Who is the COVID Superwoman?
Since the lockdown due to COVID-19, there has been a rise in cases of gender-based violence as women and children are stuck at home with their abusive families and/or spouses. Because Black tax affects a vast majority of black persons but particularly females who spend more time in the maintenance and care of households, the pandemic presents an extra burden that women have to shoulder. However, since there already exists a premise of fetishizing and praising black women for being resilient in hard times and tough situations, the rise in these cases becomes another tough time and hurdle that black women must overcome.

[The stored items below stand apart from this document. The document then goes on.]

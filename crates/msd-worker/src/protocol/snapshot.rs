use crate::error::{Result, WorkerError};
use msd::core::models::lattice::Lattice;
use msd::core::models::molecule::{EdgeParameters, NodeParameters};
use msd::core::models::parameters::{Parameters, Results};
use msd::core::utils::vector::Vector;
use phf::{Map, phf_map};
use serde::Serialize;

/// A group of fields that `GET` can ask for.
#[derive(Debug, Clone, Copy, PartialEq, Eq, Hash)]
pub enum Group {
    Results,
    Parameters,
    Seed,
    Lattice,
    Molecule,
}

static GROUP_NAMES: Map<&'static str, Group> = phf_map! {
    "results" => Group::Results,
    "parameters" => Group::Parameters,
    "seed" => Group::Seed,
    "lattice" => Group::Lattice,
    "msd" => Group::Lattice,
    "molecule" => Group::Molecule,
    "mol" => Group::Molecule,
};

impl Group {
    pub const ALL: [Group; 5] = [
        Group::Results,
        Group::Parameters,
        Group::Seed,
        Group::Lattice,
        Group::Molecule,
    ];

    pub fn lookup(name: &str) -> Option<Group> {
        GROUP_NAMES.get(name.trim().to_lowercase().as_str()).copied()
    }
}

/// The groups requested by a `GET` body.
///
/// A blank line or an empty array selects every group. Names that match no
/// group are dropped.
#[derive(Debug, Clone, PartialEq, Eq)]
pub struct Selector(Vec<Group>);

impl Selector {
    pub fn all() -> Self {
        Self(Group::ALL.to_vec())
    }

    pub fn parse(line: &str) -> Result<Self> {
        if line.trim().is_empty() {
            return Ok(Self::all());
        }
        let names: Vec<String> = serde_json::from_str(line)
            .map_err(|source| WorkerError::Request { command: "GET", source })?;
        if names.is_empty() {
            return Ok(Self::all());
        }
        let mut groups = Vec::new();
        for group in names.iter().filter_map(|name| Group::lookup(name)) {
            if !groups.contains(&group) {
                groups.push(group);
            }
        }
        Ok(Self(groups))
    }

    pub fn groups(&self) -> &[Group] {
        &self.0
    }
}

#[derive(Debug, Clone, PartialEq, Serialize)]
pub struct SiteSnapshot {
    pub index: usize,
    pub position: [usize; 3],
    pub spin: Vector,
    pub flux: Vector,
    #[serde(rename = "localM")]
    pub local_m: Vector,
}

#[derive(Debug, Clone, PartialEq, Serialize)]
pub struct NodeSnapshot {
    pub index: usize,
    pub parameters: NodeParameters,
}

#[derive(Debug, Clone, PartialEq, Serialize)]
pub struct EdgeSnapshot {
    pub index: usize,
    pub parameters: EdgeParameters,
    pub source: usize,
    pub destination: usize,
    pub direction: f64,
}

#[derive(Debug, Clone, PartialEq, Serialize)]
#[serde(rename_all = "camelCase")]
pub struct MoleculeSnapshot {
    pub nodes: Vec<NodeSnapshot>,
    pub edges: Vec<EdgeSnapshot>,
    pub left_lead: usize,
    pub right_lead: usize,
}

/// The state emitted by `GET` and at every `RUN` checkpoint.
#[derive(Debug, Clone, Default, PartialEq, Serialize)]
pub struct Snapshot {
    #[serde(skip_serializing_if = "Option::is_none")]
    pub results: Option<Results>,
    #[serde(skip_serializing_if = "Option::is_none")]
    pub parameters: Option<Parameters>,
    #[serde(skip_serializing_if = "Option::is_none")]
    pub seed: Option<u64>,
    #[serde(skip_serializing_if = "Option::is_none")]
    pub lattice: Option<Vec<SiteSnapshot>>,
    #[serde(skip_serializing_if = "Option::is_none")]
    pub molecule: Option<MoleculeSnapshot>,
}

impl Snapshot {
    pub fn capture(lattice: &Lattice, seed: u64, groups: &[Group]) -> Self {
        let mut snapshot = Snapshot::default();
        for group in groups {
            match group {
                Group::Results => snapshot.results = Some(lattice.results()),
                Group::Parameters => snapshot.parameters = Some(*lattice.parameters()),
                Group::Seed => snapshot.seed = Some(seed),
                Group::Lattice => snapshot.lattice = Some(sites(lattice)),
                Group::Molecule => snapshot.molecule = Some(molecule(lattice)),
            }
        }
        snapshot
    }
}

fn sites(lattice: &Lattice) -> Vec<SiteSnapshot> {
    lattice
        .sites()
        .items()
        .map(|site| SiteSnapshot {
            index: site.index,
            position: site.position,
            spin: site.spin,
            flux: site.flux,
            local_m: site.local_m,
        })
        .collect()
}

fn molecule(lattice: &Lattice) -> MoleculeSnapshot {
    let graph = lattice.molecule();
    MoleculeSnapshot {
        nodes: graph
            .nodes()
            .items()
            .map(|node| NodeSnapshot {
                index: node.index,
                parameters: *node.parameters,
            })
            .collect(),
        edges: graph
            .edges_unique()
            .items()
            .map(|edge| EdgeSnapshot {
                index: edge.index,
                parameters: *edge.parameters,
                source: edge.source,
                destination: edge.destination,
                direction: edge.direction,
            })
            .collect(),
        left_lead: graph.left_lead(),
        right_lead: graph.right_lead(),
    }
}

#[derive(Debug, Clone, Copy, PartialEq, Eq, Serialize)]
pub struct SeedReport {
    pub seed: u64,
}

#[cfg(test)]
mod tests {
    use super::*;
    use msd::core::models::geometry::LatticeBuilder;
    use msd::core::models::molecule::MoleculeType;

    fn lattice() -> Lattice {
        LatticeBuilder::new(5, 2, 2)
            .mol_len(3)
            .molecule_type(MoleculeType::Circular)
            .build()
            .unwrap()
    }

    mod selectors {
        use super::*;

        #[test]
        fn blank_and_empty_selectors_select_everything() {
            assert_eq!(Selector::parse("").unwrap(), Selector::all());
            assert_eq!(Selector::parse("[]").unwrap(), Selector::all());
        }

        #[test]
        fn aliases_and_unknown_names() {
            let selector = Selector::parse(r#"["MSD", "mol", "colour", "seed", "msd"]"#).unwrap();
            assert_eq!(
                selector.groups(),
                &[Group::Lattice, Group::Molecule, Group::Seed]
            );
            assert!(Selector::parse(r#"["colour"]"#).unwrap().groups().is_empty());
        }

        #[test]
        fn non_array_selectors_are_malformed() {
            assert!(matches!(
                Selector::parse("results"),
                Err(WorkerError::Request { command: "GET", .. })
            ));
        }
    }

    mod capture {
        use super::*;

        #[test]
        fn only_requested_groups_are_serialized() {
            let l = lattice();
            let snapshot = Snapshot::capture(&l, 17, &[Group::Seed, Group::Results]);
            let json = serde_json::to_value(&snapshot).unwrap();
            let object = json.as_object().unwrap();
            assert_eq!(object.len(), 2);
            assert_eq!(json["seed"], 17);
            assert_eq!(json["results"]["t"], 0);
            assert!(json["results"]["U"].is_number());
        }

        #[test]
        fn lattice_group_lists_every_valid_site_in_index_order() {
            let l = lattice();
            let snapshot = Snapshot::capture(&l, 0, &[Group::Lattice]);
            let sites = snapshot.lattice.unwrap();
            assert_eq!(sites.len(), l.counts().n);
            assert!(sites.windows(2).all(|w| w[0].index < w[1].index));
            let json = serde_json::to_value(&sites[0]).unwrap();
            assert_eq!(json["spin"], serde_json::json!([0.0, 1.0, 0.0]));
            assert!(json.get("localM").is_some());
        }

        #[test]
        fn molecule_group_uses_unique_edges() {
            let l = lattice();
            let molecule = Snapshot::capture(&l, 0, &[Group::Molecule]).molecule.unwrap();
            assert_eq!(molecule.nodes.len(), 3);
            assert_eq!(molecule.edges.len(), 3);
            let identities: Vec<usize> = molecule.edges.iter().map(|e| e.index).collect();
            assert_eq!(identities, vec![0, 2, 1]);
            let json = serde_json::to_value(&molecule).unwrap();
            assert_eq!(json["rightLead"], 1);
            assert_eq!(json["edges"][1]["source"], 0);
            assert_eq!(json["edges"][1]["destination"], 2);
            assert_eq!(json["edges"][1]["direction"], -1.0);
            assert_eq!(json["nodes"][0]["parameters"]["Sm"], 1.0);
        }

        #[test]
        fn full_snapshot_uses_physics_key_names() {
            let l = lattice();
            let json = serde_json::to_value(Snapshot::capture(&l, 3, &Group::ALL)).unwrap();
            assert_eq!(json["parameters"]["kT"], 0.25);
            assert_eq!(json["parameters"]["JmR"], -1.0);
            assert!(json["results"]["MSL"].is_array());
        }
    }
}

On a second level, the pandemic has resulted in job losses across the country and female-dominated sectors were adversely affected by the retrenchment posing a problem to an already disadvantaged female workforce. Although in some employment sectors there are payout benefits or measures to account for such times, not all sectors have the financial viability to survive the restrictions imposed because of the pandemic. Part of the COVID-19 repercussions are the homeless, hunger and education of many and the black tax female giver carries the additional burden of these repercussions because of the care economy.
The black tax female giver who lost her job but, is using her savings to support herself and those dependent on her. Likewise, there is the unfortunate death of many black tax givers which leaves all her dependents without a stable lifeline. These examples are lived reality of women as they participate in the care economy.
On the third level, the black tax challenge is not only financially taxing but also impacts the mental health of those expected to provide which may lead to emotions such as anger and resentment. Many victims of the black tax paradigm have placed their goals, ambitions and aspirations aside for the livelihood of the greater family, living with certainty regarding your potential but being torn between potential and feeding your family is a tough choice. This being an extreme but very realistic example and though the degree of the black tax paradigm varies no contribution towards black tax ever comes without financial difficulty on the part of the ‘black tax giver’.
Turning the tide
The problems associated with black tax are manifold hence requires a nuanced approach that at best accounts for the structures that increase the burdens of black women. There is no quick fix to deeply entrenched systemic inequality and continues to be reinforced in the status quo. Black tax in itself is not a bad thing since it is set under the premises of care and embedded in the spirit of Ubuntu – having empathy for the difficulties suffered by your fellow being. However, individuals and families tend to abuse the notion of ubuntu into guilt trapping one about prioritizing themselves.
Too often the recipients of black tax have concluded that it is either an entitlement or that the giver can afford to give. As the ‘sandwich generation’ grapples with black tax and other systemic challenges that make it difficult to financial security, pandemics or crises such as COVID-19 have the potential to set them back.
At the state level, there is more work to do in terms of policy work and setting up structures or systems that will help alleviate the burdens that women have to shoulder due to entrenched gender norms and social expectations. The idea that wealth is concentrated in the hands of men yet women have to play to carry a triple burden should encourage the government to ensure there are adequate responses during pandemics and that those responses account for the reality on the ground. For instance, with gender-based violence on the rise, women and children, who were the main victims of various acts of violence had no places to request for shelter.
Moreover, those who were homeless were more prone to increased harm due to limited resources. Recently, the world commemorated the 16 days of activism against gender-based violence under the theme: Orange The World: Fund, Respond, Prevent, Collect., it is necessary to reflect on the difficulties of resource mobilization and how funding is funnelled, to whom and why? What types of data are collected and who is given visibility?